#### TASK:
Please copy out the entries below exactly, beginning with the line that contains "use futures::stream::BoxStream;" and ending with the line that contains "pub trait BasePaymentGateway: Send", and include nothing outside that span.

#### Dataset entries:
○ ○ ○ ○ ○ ○ ○

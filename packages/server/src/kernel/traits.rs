// Trait definitions for dependency injection
//
// These are INFRASTRUCTURE traits only - no business logic.
// Domain rules (who may move an order where) live in domain functions that use these traits.
//
// Naming convention: Base* for trait names (e.g., BaseEventBus, BasePaymentGateway)

use anyhow::Result;
use async_trait::async_trait;
use futures::stream::BoxStream;
use serde::{Deserialize, Serialize};

use crate::common::{OrderId, UserId};

// =============================================================================
// Event Bus Trait (Infrastructure - topic fan-out)
// =============================================================================

/// One item delivered to a subscriber.
#[derive(Debug, Clone, PartialEq)]
pub enum FeedItem {
    Event(serde_json::Value),
    /// The subscriber fell behind and this many events were dropped for it.
    Lagged(u64),
}

/// Live subscription. Dropping it unsubscribes.
pub type EventFeed = BoxStream<'static, FeedItem>;

#[async_trait]
pub trait BaseEventBus: Send + Sync {
    /// Deliver `payload` to every current subscriber of `topic`.
    ///
    /// Best effort: no replay for later subscribers, no retry.
    async fn publish(&self, topic: &str, payload: serde_json::Value) -> Result<()>;

    /// Open a live feed on `topic`.
    async fn subscribe(&self, topic: &str) -> Result<EventFeed>;
}

// =============================================================================
// Payment Gateway Trait (Infrastructure - card processor)
// =============================================================================

/// What to charge for one order.
#[derive(Debug, Clone, PartialEq, Eq)]
pub struct PaymentRequest {
    pub order_id: OrderId,
    pub client_id: UserId,
    /// Amount in minor currency units (cents).
    pub amount_minor: i64,
    pub currency: String,
}

/// A processor-side payment session.
#[derive(Debug, Clone, PartialEq, Eq, Serialize, Deserialize)]
pub struct PaymentSession {
    /// Opaque processor id, stored on the order as its payment reference.
    pub reference: String,
    pub client_secret: Option<String>,
    pub status: String,
}

#[async_trait]
pub trait BasePaymentGateway: Send + Sync {
    async fn create_payment(&self, request: &PaymentRequest) -> Result<PaymentSession>;

    async fn retrieve_payment(&self, reference: &str) -> Result<PaymentSession>;
}
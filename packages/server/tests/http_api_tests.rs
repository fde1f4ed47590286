//! HTTP surface: routing, auth, status codes and response shapes.

mod common;

use axum::http::StatusCode;
use hmac::{Hmac, Mac};
use serde_json::json;
use server_core::common::Role;
use server_core::kernel::TestDependencies;
use sha2::Sha256;
use test_context::test_context;

use crate::common::*;

fn api(ctx: &TestHarness, token: String) -> ApiClient {
    ApiClient::new(ctx.app()).with_token(token)
}

#[test_context(TestHarness)]
#[tokio::test]
async fn health_reports_memory_mode(ctx: &mut TestHarness) {
    let res = ApiClient::new(ctx.app()).get("/health").await;
    assert_eq!(res.status, StatusCode::OK);
    assert_eq!(res.body["status"], "healthy");
    assert_eq!(res.body["database"]["status"], "memory");
}

#[test_context(TestHarness)]
#[tokio::test]
async fn missing_or_bad_token_is_401(ctx: &mut TestHarness) {
    let anonymous = ApiClient::new(ctx.app());
    let res = anonymous.get("/api/v1/orders/my").await;
    assert_eq!(res.status, StatusCode::UNAUTHORIZED);
    assert!(res.body["detail"].is_string());

    let forged = ApiClient::new(ctx.app()).with_token("not-a-jwt".to_string());
    let res = forged.get("/api/v1/courier/orders/available").await;
    assert_eq!(res.status, StatusCode::UNAUTHORIZED);
}

#[test_context(TestHarness)]
#[tokio::test]
async fn order_flow_over_http(ctx: &mut TestHarness) {
    let menu = seed_menu(ctx, Some((44.98, -93.27)));
    let client = ctx.client();
    let courier = ctx.courier();
    let as_client = api(ctx, ctx.token(client));
    let as_owner = api(ctx, ctx.token(menu.owner));
    let as_courier = api(ctx, ctx.token(courier));

    let res = as_client
        .post(
            "/api/v1/orders",
            json!({
                "restaurant_id": menu.restaurant.id,
                "items": [{"dish_id": menu.dish.id, "qty": 2}]
            }),
        )
        .await;
    assert_eq!(res.status, StatusCode::CREATED);
    assert_eq!(res.body["status"], "created");
    assert_eq!(res.body["total"], "25.00");
    let order_id = res.body["id"].as_str().unwrap().to_string();

    let res = as_owner
        .patch(
            &format!("/api/v1/orders/{}/status", order_id),
            json!({"status": "ready_for_pickup"}),
        )
        .await;
    assert_eq!(res.status, StatusCode::OK);
    assert_eq!(res.body["status"], "ready_for_pickup");

    let res = as_courier.get("/api/v1/courier/orders/available").await;
    assert_eq!(res.status, StatusCode::OK);
    assert_eq!(res.body["results"][0]["id"], order_id.as_str());

    let res = as_courier
        .post(&format!("/api/v1/courier/orders/{}/accept", order_id), json!({}))
        .await;
    assert_eq!(res.status, StatusCode::OK);
    assert_eq!(res.body["status"], "accepted");
    assert_eq!(res.body["courier_id"], courier.id.to_string());

    let res = api(ctx, ctx.token(ctx.courier()))
        .post(&format!("/api/v1/courier/orders/{}/accept", order_id), json!({}))
        .await;
    assert_eq!(res.status, StatusCode::CONFLICT);

    let res = as_courier
        .post("/api/v1/courier/location", json!({"lat": 44.97, "lon": -93.26}))
        .await;
    assert_eq!(res.status, StatusCode::CREATED);
    assert_eq!(res.body["latitude"], 44.97);

    let res = as_client.get(&format!("/api/v1/orders/{}", order_id)).await;
    assert_eq!(res.status, StatusCode::OK);
    assert_eq!(res.body["status"], "in_transit");

    let res = as_courier.get("/api/v1/courier/location").await;
    assert_eq!(res.status, StatusCode::OK);
    assert_eq!(res.body["longitude"], -93.26);
}

#[test_context(TestHarness)]
#[tokio::test]
async fn error_status_mapping(ctx: &mut TestHarness) {
    let menu = seed_menu(ctx, None);
    let client = ctx.client();
    let order = place_order(ctx, &menu, client, 1).await;
    let as_client = api(ctx, ctx.token(client));

    // Client may not deliver
    let res = as_client
        .patch(
            &format!("/api/v1/orders/{}/status", order.id),
            json!({"status": "delivered"}),
        )
        .await;
    assert_eq!(res.status, StatusCode::FORBIDDEN);

    // Unknown status name
    let res = as_client
        .patch(
            &format!("/api/v1/orders/{}/status", order.id),
            json!({"status": "teleported"}),
        )
        .await;
    assert_eq!(res.status, StatusCode::BAD_REQUEST);

    // Unknown order
    let res = as_client
        .get(&format!("/api/v1/orders/{}", server_core::common::OrderId::new()))
        .await;
    assert_eq!(res.status, StatusCode::NOT_FOUND);

    // Bad coordinates
    let res = api(ctx, ctx.token(ctx.courier()))
        .post("/api/v1/courier/location", json!({"lat": 123.0, "lon": 0.0}))
        .await;
    assert_eq!(res.status, StatusCode::BAD_REQUEST);

    // Wrong role
    let res = as_client
        .post("/api/v1/courier/location", json!({"lat": 1.0, "lon": 1.0}))
        .await;
    assert_eq!(res.status, StatusCode::FORBIDDEN);
    assert!(res.body["detail"].is_string());
}

#[test_context(TestHarness)]
#[tokio::test]
async fn my_orders_paging_clamps(ctx: &mut TestHarness) {
    let menu = seed_menu(ctx, None);
    let client = ctx.client();
    for _ in 0..3 {
        place_order(ctx, &menu, client, 1).await;
    }
    let as_client = api(ctx, ctx.token(client));

    let res = as_client.get("/api/v1/orders/my?page=abc&page_size=500").await;
    assert_eq!(res.status, StatusCode::OK);
    assert_eq!(res.body["count"], 3);
    assert_eq!(res.body["page"], 1);
    assert_eq!(res.body["page_size"], 100);

    let res = as_client.get("/api/v1/orders/my?page_size=2&page=2").await;
    assert_eq!(res.body["results"].as_array().unwrap().len(), 1);

    let res = as_client.get("/api/v1/orders/my?status=canceled").await;
    assert_eq!(res.body["count"], 0);
}

#[test_context(TestHarness)]
#[tokio::test]
async fn update_items_over_http(ctx: &mut TestHarness) {
    let menu = seed_menu(ctx, None);
    let client = ctx.client();
    let order = place_order(ctx, &menu, client, 1).await;

    let res = api(ctx, ctx.token(client))
        .put(
            &format!("/api/v1/orders/{}/items", order.id),
            json!({"items": [{"dish_id": menu.dish.id, "qty": 3}]}),
        )
        .await;
    assert_eq!(res.status, StatusCode::OK);
    assert_eq!(res.body["total"], "37.50");
}

fn stripe_signature(payload: &[u8], secret: &str) -> String {
    let ts = chrono::Utc::now().timestamp();
    let mut mac = Hmac::<Sha256>::new_from_slice(secret.as_bytes()).unwrap();
    mac.update(format!("{}.", ts).as_bytes());
    mac.update(payload);
    format!("t={},v1={}", ts, hex::encode(mac.finalize().into_bytes()))
}

#[tokio::test]
async fn signed_webhook_marks_order_paid() {
    let harness = TestHarness::with_dependencies(TestDependencies::new().webhook_secret("whsec_test"));
    let menu = seed_menu(&harness, None);
    let client = harness.client();
    let order = place_order(&harness, &menu, client, 1).await;

    let res = api(&harness, harness.token_for(client.id, Role::Client))
        .post(&format!("/api/v1/orders/{}/pay", order.id), json!({}))
        .await;
    assert_eq!(res.status, StatusCode::OK);
    assert_eq!(res.body["status"], "pending_payment");
    let reference = res.body["payment_intent_id"].as_str().unwrap().to_string();

    let payload = json!({
        "type": "payment_intent.succeeded",
        "data": {"object": {"id": reference, "metadata": {"order_id": order.id.to_string()}}}
    })
    .to_string()
    .into_bytes();

    // Webhooks need no JWT, only a valid signature
    let webhook = ApiClient::new(harness.app());
    let res = webhook
        .post_raw("/api/v1/stripe/webhook", payload.clone(), &[("stripe-signature", "t=1,v1=00")])
        .await;
    assert_eq!(res.status, StatusCode::BAD_REQUEST);

    let signature = stripe_signature(&payload, "whsec_test");
    let res = webhook
        .post_raw("/api/v1/stripe/webhook", payload, &[("stripe-signature", signature.as_str())])
        .await;
    assert_eq!(res.status, StatusCode::OK);
    assert_eq!(res.body["handled"], true);

    assert_eq!(
        current(&harness, order.id).await.status,
        server_core::domains::orders::OrderStatus::Paid
    );
}

#[tokio::test]
async fn unsigned_webhook_cannot_mark_order_paid() {
    let harness = TestHarness::with_dependencies(TestDependencies::new().require_signed_webhooks());
    let menu = seed_menu(&harness, None);
    let client = harness.client();
    let order = place_order(&harness, &menu, client, 1).await;

    let res = api(&harness, harness.token_for(client.id, Role::Client))
        .post(&format!("/api/v1/orders/{}/pay", order.id), json!({}))
        .await;
    let reference = res.body["payment_intent_id"].as_str().unwrap().to_string();

    let payload = json!({
        "type": "payment_intent.succeeded",
        "data": {"object": {"id": reference, "metadata": {"order_id": order.id.to_string()}}}
    })
    .to_string()
    .into_bytes();
    let res = ApiClient::new(harness.app())
        .post_raw("/api/v1/stripe/webhook", payload, &[])
        .await;
    assert_eq!(res.status, StatusCode::BAD_REQUEST);

    assert_eq!(
        current(&harness, order.id).await.status,
        server_core::domains::orders::OrderStatus::PendingPayment
    );
}

#[test_context(TestHarness)]
#[tokio::test]
async fn event_stream_requires_access(ctx: &mut TestHarness) {
    let menu = seed_menu(ctx, None);
    let client = ctx.client();
    let order = place_order(ctx, &menu, client, 1).await;
    let uri = format!("/api/v1/orders/{}/events", order.id);

    let res = ApiClient::new(ctx.app()).get(&uri).await;
    assert_eq!(res.status, StatusCode::UNAUTHORIZED);

    let stranger = ctx.token(ctx.client());
    let res = ApiClient::new(ctx.app())
        .get(&format!("{}?token={}", uri, stranger))
        .await;
    assert_eq!(res.status, StatusCode::FORBIDDEN);
}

○ ○ ○ ○ ○ ○ ○

#### TASK ANSWER:
use futures::stream::BoxStream;
use serde::{Deserialize, Serialize};

use crate::common::{OrderId, UserId};

// =============================================================================
// Event Bus Trait (Infrastructure - topic fan-out)
// =============================================================================

/// One item delivered to a subscriber.
#[derive(Debug, Clone, PartialEq)]
pub enum FeedItem {
    Event(serde_json::Value),
    /// The subscriber fell behind and this many events were dropped for it.
    Lagged(u64),
}

/// Live subscription. Dropping it unsubscribes.
pub type EventFeed = BoxStream<'static, FeedItem>;

#[async_trait]
pub trait BaseEventBus: Send + Sync {
    /// Deliver `payload` to every current subscriber of `topic`.
    ///
    /// Best effort: no replay for later subscribers, no retry.
    async fn publish(&self, topic: &str, payload: serde_json::Value) -> Result<()>;

    /// Open a live feed on `topic`.
    async fn subscribe(&self, topic: &str) -> Result<EventFeed>;
}

// =============================================================================
// Payment Gateway Trait (Infrastructure - card processor)
// =============================================================================

/// What to charge for one order.
#[derive(Debug, Clone, PartialEq, Eq)]
pub struct PaymentRequest {
    pub order_id: OrderId,
    pub client_id: UserId,
    /// Amount in minor currency units (cents).
    pub amount_minor: i64,
    pub currency: String,
}

/// A processor-side payment session.
#[derive(Debug, Clone, PartialEq, Eq, Serialize, Deserialize)]
pub struct PaymentSession {
    /// Opaque processor id, stored on the order as its payment reference.
    pub reference: String,
    pub client_secret: Option<String>,
    pub status: String,
}

#[async_trait]
pub trait BasePaymentGateway: Send + Sync {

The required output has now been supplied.